Para tal, trata de desacreditar os processos eleitorais e lançar dúvidas sobre as urnas eletrônicas - mesmo sem qualquer base real para isso.

Uma coisa é defender que a urna eletrônica, além de registrar o voto do eleitor, também o imprima e guarde para que, em caso de necessidade, possa haver algum tipo de conferência posterior. Não deixa de ser uma garantia a mais, desde que não seja permitido que o eleitor leve consigo o voto impresso, o que comprometeria o necessário sigilo.

Outra, muito diferente, é o que faz Bolsonaro: lançar levianamente dúvidas sobre o sistema eletrônico sem nada concreto que as sustente.

Há mais de um ano ele já afirmou ter provas de que, em 2018, quando foi eleito presidente, teria sido roubado. Não fosse assim – garantiu - teria vencido já no 1° turno.

Na ocasião, vendo nessas palavras um comportamento irresponsável que representava grave ataque à democracia e ao sistema eleitoral em vigor, a Associação Brasileira de Imprensa (ABI) recorreu ao Tribunal Superior Eleitoral (TSE) pedindo que o Judiciário intimasse Bolsonaro a mostrar as provas que ele afirmava ter. Para a entidade de jornalistas, não era possível conviver com aquele tipo de acusação. A corte, porém, preferiu botar panos quentes no assunto.

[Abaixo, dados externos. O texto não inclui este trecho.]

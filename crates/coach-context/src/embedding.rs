//! Embedding provider implementations and the paced batch embedder.
//!
//! - **[`DisabledProvider`]**: fails every call; used when embeddings are not configured.
//! - **[`OpenAIProvider`]**: calls an OpenAI-compatible `POST {url}/embeddings`
//!   endpoint, one text per request, with bounded retry and backoff.
//! - **[`BatchEmbedder`]**: embeds a list of texts sequentially with a fixed
//!   delay between calls, recording per-item failures instead of aborting.
//!
//! # Retry Strategy
//!
//! - HTTP 429 (rate limited) and 5xx (server error) → retry
//! - HTTP 4xx (client error, not 429) → fail immediately
//! - Network errors and timeouts → retry
//! - Backoff: 1s, 2s, 4s, 8s, 16s, 32s (capped at 2^5)
//!
//! Retries are bounded by `embedding.max_retries`; every request has the
//! configured timeout, so no call blocks indefinitely.

use anyhow::{anyhow, bail, Result};
use async_trait::async_trait;
use std::sync::Arc;
use std::time::{Duration, Instant};
use tracing::debug;

use coach_context_core::embedding::{check_dims, EmbeddingProvider};
use coach_context_core::error::EmbedError;
use coach_context_core::observe::{EmbedEvent, NoopObserver, RetrievalObserver};

use crate::config::EmbeddingConfig;

/// Instantiate the provider named by `config.provider`.
pub fn create_provider(config: &EmbeddingConfig) -> Result<Arc<dyn EmbeddingProvider>> {
    match config.provider.as_str() {
        "disabled" => Ok(Arc::new(DisabledProvider)),
        "openai" => Ok(Arc::new(OpenAIProvider::new(config)?)),
        other => bail!("Unknown embedding provider: {}", other),
    }
}

// ============ Disabled Provider ============

/// A no-op embedding provider that always returns [`EmbedError::Disabled`].
pub struct DisabledProvider;

#[async_trait]
impl EmbeddingProvider for DisabledProvider {
    fn model_name(&self) -> &str {
        "disabled"
    }

    fn dims(&self) -> usize {
        0
    }

    async fn embed(&self, _text: &str) -> Result<Vec<f32>, EmbedError> {
        Err(EmbedError::Disabled)
    }
}

// ============ OpenAI Provider ============

/// Embedding provider for OpenAI-compatible APIs.
///
/// Request: `{ "model", "input", "encoding_format" }`.
/// Response: `{ "data": [{ "embedding": [f32, ...] }] }`.
pub struct OpenAIProvider {
    client: reqwest::Client,
    endpoint: String,
    api_key: String,
    model: String,
    dims: usize,
    encoding_format: String,
    timeout_secs: u64,
    max_retries: u32,
}

impl OpenAIProvider {
    /// Create a provider, reading the API key from `config.api_key_env`.
    pub fn new(config: &EmbeddingConfig) -> Result<Self> {
        let api_key = std::env::var(&config.api_key_env)
            .map_err(|_| anyhow!("{} environment variable not set", config.api_key_env))?;
        Self::with_api_key(config, api_key)
    }

    pub fn with_api_key(config: &EmbeddingConfig, api_key: impl Into<String>) -> Result<Self> {
        let model = config
            .model
            .clone()
            .ok_or_else(|| anyhow!("embedding.model required for OpenAI provider"))?;
        let dims = config
            .dims
            .ok_or_else(|| anyhow!("embedding.dims required for OpenAI provider"))?;

        let client = reqwest::Client::builder()
            .timeout(Duration::from_secs(config.timeout_secs))
            .build()?;

        Ok(Self {
            client,
            endpoint: format!("{}/embeddings", config.url.trim_end_matches('/')),
            api_key: api_key.into(),
            model,
            dims,
            encoding_format: config.encoding_format.clone(),
            timeout_secs: config.timeout_secs,
            max_retries: config.max_retries,
        })
    }

    async fn request_once(&self, body: &serde_json::Value) -> Result<Vec<f32>, Attempt> {
        let response = self
            .client
            .post(&self.endpoint)
            .header("Authorization", format!("Bearer {}", self.api_key))
            .json(body)
            .send()
            .await
            .map_err(|e| Attempt::Retry(self.transport_error(e)))?;

        let status = response.status();
        if status.is_success() {
            let json: serde_json::Value = response
                .json()
                .await
                .map_err(|e| Attempt::Fatal(EmbedError::Malformed(e.to_string())))?;
            return parse_embedding_response(&json).map_err(Attempt::Fatal);
        }

        let message = response.text().await.unwrap_or_default();
        let err = EmbedError::Http {
            status: status.as_u16(),
            message,
        };
        if status.as_u16() == 429 || status.is_server_error() {
            Err(Attempt::Retry(err))
        } else {
            Err(Attempt::Fatal(err))
        }
    }

    fn transport_error(&self, e: reqwest::Error) -> EmbedError {
        if e.is_timeout() {
            EmbedError::Timeout(self.timeout_secs)
        } else {
            EmbedError::Network(e.to_string())
        }
    }
}

enum Attempt {
    Retry(EmbedError),
    Fatal(EmbedError),
}

#[async_trait]
impl EmbeddingProvider for OpenAIProvider {
    fn model_name(&self) -> &str {
        &self.model
    }

    fn dims(&self) -> usize {
        self.dims
    }

    async fn embed(&self, text: &str) -> Result<Vec<f32>, EmbedError> {
        let body = serde_json::json!({
            "model": self.model,
            "input": text,
            "encoding_format": self.encoding_format,
        });

        let mut last_err = EmbedError::Network("no attempt made".to_string());

        for attempt in 0..=self.max_retries {
            if attempt > 0 {
                let delay = Duration::from_secs(1 << (attempt - 1).min(5));
                debug!(attempt, delay_secs = delay.as_secs(), "retrying embedding call");
                tokio::time::sleep(delay).await;
            }

            match self.request_once(&body).await {
                Ok(vec) => return check_dims(self.dims, vec),
                Err(Attempt::Fatal(e)) => return Err(e),
                Err(Attempt::Retry(e)) => last_err = e,
            }
        }

        Err(last_err)
    }
}

/// Extract `data[0].embedding` from an embeddings API response.
pub fn parse_embedding_response(json: &serde_json::Value) -> Result<Vec<f32>, EmbedError> {
    let embedding = json
        .get("data")
        .and_then(|d| d.as_array())
        .and_then(|d| d.first())
        .and_then(|item| item.get("embedding"))
        .and_then(|e| e.as_array())
        .ok_or_else(|| EmbedError::Malformed("missing data[0].embedding".to_string()))?;

    embedding
        .iter()
        .map(|v| {
            v.as_f64()
                .map(|f| f as f32)
                .ok_or_else(|| EmbedError::Malformed(format!("non-numeric value: {}", v)))
        })
        .collect()
}

// ============ Batch Embedder ============

/// Sequential, rate-limited embedding of many texts.
///
/// Each text gets its own result: one failed item never stops the rest.
pub struct BatchEmbedder {
    provider: Arc<dyn EmbeddingProvider>,
    observer: Arc<dyn RetrievalObserver>,
    call_delay: Duration,
}

impl BatchEmbedder {
    pub fn new(provider: Arc<dyn EmbeddingProvider>, call_delay: Duration) -> Self {
        Self {
            provider,
            observer: Arc::new(NoopObserver),
            call_delay,
        }
    }

    pub fn with_observer(mut self, observer: Arc<dyn RetrievalObserver>) -> Self {
        self.observer = observer;
        self
    }

    pub fn provider(&self) -> &Arc<dyn EmbeddingProvider> {
        &self.provider
    }

    /// Embed `texts` in order, one result per input.
    ///
    /// `label` prefixes the per-item targets reported to the observer
    /// (`"{label}#{index}"`).
    pub async fn embed_batch(
        &self,
        label: &str,
        texts: &[String],
    ) -> Vec<Result<Vec<f32>, EmbedError>> {
        let mut out = Vec::with_capacity(texts.len());

        for (i, text) in texts.iter().enumerate() {
            if i > 0 && !self.call_delay.is_zero() {
                tokio::time::sleep(self.call_delay).await;
            }

            let started = Instant::now();
            let result = self.provider.embed(text).await;
            self.observer.on_embed(&EmbedEvent {
                target: format!("{}#{}", label, i),
                ok: result.is_ok(),
                elapsed_ms: started.elapsed().as_millis() as u64,
                error: result.as_ref().err().map(|e| e.to_string()),
            });
            out.push(result);
        }

        out
    }
}

#[cfg(test)]
mod tests {
    use super::*;
    use coach_context_core::observe::MemoryObserver;

    #[test]
    fn test_parse_response() {
        let json = serde_json::json!({"data": [{"embedding": [0.5, -1.0, 2]}]});
        assert_eq!(parse_embedding_response(&json).unwrap(), vec![0.5, -1.0, 2.0]);
    }

    #[test]
    fn test_parse_malformed() {
        for bad in [
            serde_json::json!({}),
            serde_json::json!({"data": []}),
            serde_json::json!({"data": [{"embedding": ["x"]}]}),
        ] {
            assert!(matches!(
                parse_embedding_response(&bad),
                Err(EmbedError::Malformed(_))
            ));
        }
    }

    #[test]
    fn test_create_disabled() {
        let provider = create_provider(&EmbeddingConfig::default()).unwrap();
        assert_eq!(provider.model_name(), "disabled");
    }

    #[test]
    fn test_openai_requires_model() {
        let config = EmbeddingConfig {
            provider: "openai".to_string(),
            ..EmbeddingConfig::default()
        };
        assert!(OpenAIProvider::with_api_key(&config, "k").is_err());
    }

    /// Fails on texts containing "bad".
    struct PickyProvider;

    #[async_trait]
    impl EmbeddingProvider for PickyProvider {
        fn model_name(&self) -> &str {
            "picky"
        }

        fn dims(&self) -> usize {
            1
        }

        async fn embed(&self, text: &str) -> Result<Vec<f32>, EmbedError> {
            if text.contains("bad") {
                Err(EmbedError::Http {
                    status: 400,
                    message: "rejected".to_string(),
                })
            } else {
                Ok(vec![text.len() as f32])
            }
        }
    }

    #[tokio::test]
    async fn test_batch_continues_past_failures() {
        let observer = Arc::new(MemoryObserver::new());
        let embedder = BatchEmbedder::new(Arc::new(PickyProvider), Duration::ZERO)
            .with_observer(observer.clone());
        let texts = vec!["ok".to_string(), "bad".to_string(), "fine".to_string()];

        let results = embedder.embed_batch("doc", &texts).await;
        assert_eq!(results.len(), 3);
        assert_eq!(results[0], Ok(vec![2.0]));
        assert!(results[1].is_err());
        assert_eq!(results[2], Ok(vec![4.0]));

        let events = observer.embeds();
        assert_eq!(events.len(), 3);
        assert_eq!(events[1].target, "doc#1");
        assert!(!events[1].ok);
    }

    #[tokio::test]
    async fn test_disabled_provider_fails() {
        assert_eq!(DisabledProvider.embed("x").await, Err(EmbedError::Disabled));
    }
}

Agora, Bolsonaro - seguindo os passos de seu guru Donald Trump, este já devidamente defenestrado do poder e a caminho do ostracismo – retomou a cantilena contra o voto eletrônico. Agregou à primeira denúncia uma outra: a de que o tucano Aécio Neves teria vencido Dilma Roussef em 2014, numa eleição fraudada a favor da candidata petista.

Deu-se mal: o próprio PSDB veio a público afirmar que reconhecia o resultado proclamado pela Justiça Eleitoral.

No seu desespero, o presidente está indo ainda mais longe. Afirma que ou o voto será impresso - fonte de intimidações e fraudes no processo de apuração - ou não haverá eleição em 2022. Como se coubesse a ele decidir essa questão...

Assim, Bolsonaro põe em prática o “método Almir Pernambuquinho”: melar o jogo tentando evitar a consumação da derrota.

Ora, está comprovada a segurança da votação eletrônica. Em dezenas de eleições em que foi usada, não houve um só problema. E o processo foi auditado inúmeras vezes, com a supervisão dos partidos.

Diante do comportamento golpista de Bolsonaro, porém, é preciso que os democratas estejam alertas.

O que o presidente quer é, prevendo as dificuldades que terá em 2022, desde já lançar suspeição sobre o processo eleitoral. E preparar o terreno para que seus parceiros milicianos tumultuem a eleição.

Tem em mente a possibilidade de repetir com sucesso a presepada tentada por Trump ao estimular suas milícias armadas à ocupação do Capitólio, quando a derrota ficou patente nas eleições norte-americanas.

Isso é muito grave.

Os setores democráticos têm que estar atentos desde já a esses movimentos.

Se for o caso, que um conjunto de entidades da sociedade civil recorra de novo à Justiça Eleitoral para que ela determine ao presidente a exibição das provas do que diz. Ou, então, que se cale.

Se este ataque às instituições não for enfrentado o quanto antes, ele pode criar problemas mais adiante. Ainda mais porque Bolsonaro conta com o apoio de milícias armadas.

Em tempo: em 1966, apesar da tentativa de Almir Pernambuquinho de melar o jogo, o Bangu, "o esquadrão proletário" – legítimo vencedor naquela final –, foi proclamado campeão carioca. É bom que Bolsonaro saiba disso

**Este artigo não reflete, necessariamente, a opinião da Revista Fórum.